**TASK STATEMENT:** Write out exactly what each line says, starting with the first line below and ending on the one with "#[derive(Debug, Clone, Copy, PartialEq, Eq)]".

**WORKING DATA:**
┏━━

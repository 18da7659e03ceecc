//! Partner results reconciliation.
//!
//! Walks a partner's paged results for a date window and turns each row into
//! ledger records exactly once:
//!
//! - FTDs are de-duplicated per (affiliate, UTC day). Only the first deposit
//!   of a day is ever recorded, however many the partner reports.
//! - Revenue-share reports are de-duplicated per (affiliate, UTC day, campaign).
//!
//! Partner errors abort the run. Store errors abort only the row being
//! processed. Rows committed before an abort stay committed.

use std::collections::HashSet;
use std::sync::Arc;

use chrono::{NaiveDate, Utc};
use metrics::counter;
use rust_decimal::Decimal;
use serde::Serialize;
use tracing::{debug, info, warn};
use uuid::Uuid;

use crate::models::partner::{PartnerError, ResultRow, ResultsQuery};
use crate::services::affiliate_sync::AffiliateSync;
use crate::services::commission::{
    cpa_description, parse_row_date, rev_share_commission, rev_share_description, rolling_window,
    DayWindow,
};
use crate::services::deal_resolution::{resolve_terms, EffectiveTerms};
use crate::services::ledger::{
    CpaPayout, FtdEntry, LedgerError, LedgerStore, LinkedAffiliate, RevShareEntry,
};
use crate::services::partner_feed::PartnerFeed;

#[derive(Debug, Clone, Copy, PartialEq, Eq)]
pub struct ReconciliationSettings {
    /// Length of the rolling window ending today.
    pub window_days: u32,
    pub page_size: u32,
}

impl Default for ReconciliationSettings {
    fn default() -> Self {
        Self {
            window_days: 30,
            page_size: 50,
        }
    }
}

#[derive(Debug, Clone, Default, PartialEq, Eq, Serialize)]
#[serde(rename_all = "camelCase")]
pub struct SyncSummary {
    pub configured: bool,
    pub start_date: Option<NaiveDate>,
    pub end_date: Option<NaiveDate>,
    pub pages: u32,
    pub rows_processed: usize,
    pub rows_skipped: usize,
    pub ftds_created: usize,
    pub commissions_created: usize,
    pub rev_share_reports_created: usize,
    pub affiliate_resyncs: usize,
}

#[derive(Debug)]
enum RowError {
    Partner(PartnerError),
    Store(LedgerError),
}

impl From<LedgerError> for RowError {
    fn from(e: LedgerError) -> Self {
        RowError::Store(e)
    }
}

impl From<PartnerError> for RowError {
    fn from(e: PartnerError) -> Self {
        RowError::Partner(e)
    }
}

/// Ids that stayed unknown after a resync in the current run.
#[derive(Default)]
struct RunState {
    unresolved: HashSet<String>,
}

pub struct ReconciliationEngine {
    feed: Arc<dyn PartnerFeed>,
    store: Arc<dyn LedgerStore>,
    affiliate_sync: AffiliateSync,
    settings: ReconciliationSettings,
}

impl ReconciliationEngine {
    pub fn new(
        feed: Arc<dyn PartnerFeed>,
        store: Arc<dyn LedgerStore>,
        settings: ReconciliationSettings,
    ) -> Self {
        let affiliate_sync = AffiliateSync::new(feed.clone(), store.clone());
        Self {
            feed,
            store,
            affiliate_sync,
            settings,
        }
    }

    /// Reconciles the rolling window ending today (UTC).
    pub async fn sync_recent(&self) -> Result<SyncSummary, PartnerError> {
        let (start, end) = rolling_window(Utc::now().date_naive(), self.settings.window_days);
        self.sync_range(start, end).await
    }

    pub async fn sync_range(
        &self,
        start: NaiveDate,
        end: NaiveDate,
    ) -> Result<SyncSummary, PartnerError> {
        let partner = self.feed.kind();
        if !self.feed.is_configured() {
            warn!(partner = %partner, "Partner API key not configured, skipping results sync");
            return Ok(SyncSummary::default());
        }

        let base = ResultsQuery::new(start, end, self.settings.page_size)?;
        let mut summary = SyncSummary {
            configured: true,
            start_date: Some(start),
            end_date: Some(end),
            ..Default::default()
        };
        let mut state = RunState::default();
        let mut page = 1u32;

        info!(partner = %partner, start = %start, end = %end, "Starting results sync");

        loop {
            let result = self.feed.fetch_results(&base.with_page(page)).await?;
            summary.pages += 1;

            if result.rows.is_empty() {
                debug!(partner = %partner, page, "Empty results page, stopping");
                break;
            }

            for row in &result.rows {
                match self.process_row(row, &mut state, &mut summary).await {
                    Ok(true) => summary.rows_processed += 1,
                    Ok(false) => summary.rows_skipped += 1,
                    Err(RowError::Partner(e)) => return Err(e),
                    Err(RowError::Store(e)) => {
                        summary.rows_skipped += 1;
                        warn!(
                            partner = %partner,
                            external_id = %row.affiliate_id,
                            date = %row.date,
                            error = %e,
                            "Failed to reconcile result row"
                        );
                    }
                }
            }

            if !result.has_more_after(page) {
                break;
            }
            page += 1;
        }

        let label = partner.as_str();
        counter!("reconciliation_rows_total", "partner" => label)
            .increment(summary.rows_processed as u64);
        counter!("reconciliation_rows_skipped_total", "partner" => label)
            .increment(summary.rows_skipped as u64);
        counter!("reconciliation_ftds_created_total", "partner" => label)
            .increment(summary.ftds_created as u64);
        counter!("reconciliation_commissions_created_total", "partner" => label)
            .increment(summary.commissions_created as u64);
        counter!("reconciliation_rev_share_reports_created_total", "partner" => label)
            .increment(summary.rev_share_reports_created as u64);

        info!(
            partner = %partner,
            pages = summary.pages,
            rows = summary.rows_processed,
            skipped = summary.rows_skipped,
            ftds = summary.ftds_created,
            commissions = summary.commissions_created,
            rev_share_reports = summary.rev_share_reports_created,
            "Results sync finished"
        );
        Ok(summary)
    }

    /// Returns `Ok(false)` when the row was skipped without error.
    async fn process_row(
        &self,
        row: &ResultRow,
        state: &mut RunState,
        summary: &mut SyncSummary,
    ) -> Result<bool, RowError> {
        let Some(affiliate) = self.resolve_affiliate(&row.affiliate_id, state, summary).await?
        else {
            warn!(
                partner = %self.feed.kind(),
                external_id = %row.affiliate_id,
                "Affiliate not found after resync, skipping row"
            );
            return Ok(false);
        };

        let Some(date) = parse_row_date(&row.date) else {
            warn!(external_id = %row.affiliate_id, date = %row.date, "Unparsable result date, skipping row");
            return Ok(false);
        };
        let day = DayWindow::of(date);
        let campaign = row.campaign();

        let rev_share = if row.rvs > Decimal::ZERO || row.lucro_tipster > Decimal::ZERO {
            let terms = self.terms_for(affiliate.id).await?;
            let Some(commission) =
                rev_share_commission(row.lucro_tipster, terms.rev_share_percentage)
            else {
                warn!(
                    external_id = %row.affiliate_id,
                    date = %row.date,
                    revenue = %row.lucro_tipster,
                    percentage = %terms.rev_share_percentage,
                    "Revenue share commission out of range, skipping row"
                );
                return Ok(false);
            };
            Some((terms.rev_share_percentage, commission))
        } else {
            None
        };

        // One FTD per affiliate per day, however many deposits the row reports.
        if row.first_deposits > 0 && !self.store.ftd_exists_on(affiliate.id, &day).await? {
            let player_external_id = format!(
                "player_{}_{}",
                affiliate.external_id,
                Utc::now().timestamp_millis()
            );
            let player_id = self
                .store
                .find_or_create_player(affiliate.id, &player_external_id)
                .await?;

            let cpa = if row.qualified_cpa > 0 {
                let terms = self.terms_for(affiliate.id).await?;
                Some(CpaPayout {
                    amount: terms.cpa_value,
                    description: cpa_description(campaign),
                })
            } else {
                None
            };
            let has_cpa = cpa.is_some();

            self.store
                .record_ftd(&FtdEntry {
                    affiliate_id: affiliate.id,
                    player_id,
                    date,
                    cpa,
                })
                .await?;

            summary.ftds_created += 1;
            if has_cpa {
                summary.commissions_created += 1;
            }
        }

        if let Some((percentage, commission)) = rev_share {
            if commission > Decimal::ZERO
                && !self
                    .store
                    .rev_share_report_exists(affiliate.id, &day, campaign)
                    .await?
            {
                self.store
                    .record_rev_share(&RevShareEntry {
                        affiliate_id: affiliate.id,
                        date,
                        revenue: row.lucro_tipster,
                        percentage,
                        commission,
                        campaign_id: campaign.map(str::to_string),
                        description: rev_share_description(campaign),
                    })
                    .await?;
                summary.rev_share_reports_created += 1;
            }
        }

        Ok(true)
    }

    /// Looks the affiliate up, running one affiliate sync on a miss.
    async fn resolve_affiliate(
        &self,
        external_id: &str,
        state: &mut RunState,
        summary: &mut SyncSummary,
    ) -> Result<Option<LinkedAffiliate>, RowError> {
        let partner = self.feed.kind();
        if let Some(found) = self.store.find_partner_affiliate(partner, external_id).await? {
            return Ok(Some(found));
        }
        if state.unresolved.contains(external_id) {
            return Ok(None);
        }

        info!(partner = %partner, external_id, "Unknown affiliate in results, syncing affiliates");
        self.affiliate_sync.run().await?;
        summary.affiliate_resyncs += 1;

        let found = self.store.find_partner_affiliate(partner, external_id).await?;
        if found.is_none() {
            state.unresolved.insert(external_id.to_string());
        }
        Ok(found)
    }

    async fn terms_for(&self, affiliate_id: Uuid) -> Result<EffectiveTerms, LedgerError> {
        let deal = self.store.affiliate_deal(affiliate_id).await?;
        let defaults = self.store.default_terms().await?;
        Ok(resolve_terms(deal.as_ref(), &defaults))
    }
}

┗━━

**RESULT FOR THIS EXERCISE:**
repository 18da7659e03ceecc
//! Partner results reconciliation.
//!
//! Walks a partner's paged results for a date window and turns each row into
//! ledger records exactly once:
//!
//! - FTDs are de-duplicated per (affiliate, UTC day). Only the first deposit
//!   of a day is ever recorded, however many the partner reports.
//! - Revenue-share reports are de-duplicated per (affiliate, UTC day, campaign).
//!
//! Partner errors abort the run. Store errors abort only the row being
//! processed. Rows committed before an abort stay committed.

use std::collections::HashSet;
use std::sync::Arc;

use chrono::{NaiveDate, Utc};
use metrics::counter;
use rust_decimal::Decimal;
use serde::Serialize;
use tracing::{debug, info, warn};
use uuid::Uuid;

use crate::models::partner::{PartnerError, ResultRow, ResultsQuery};
use crate::services::affiliate_sync::AffiliateSync;
use crate::services::commission::{
    cpa_description, parse_row_date, rev_share_commission, rev_share_description, rolling_window,
    DayWindow,
};
use crate::services::deal_resolution::{resolve_terms, EffectiveTerms};
use crate::services::ledger::{
    CpaPayout, FtdEntry, LedgerError, LedgerStore, LinkedAffiliate, RevShareEntry,
};
use crate::services::partner_feed::PartnerFeed;

#[derive(Debug, Clone, Copy, PartialEq, Eq)]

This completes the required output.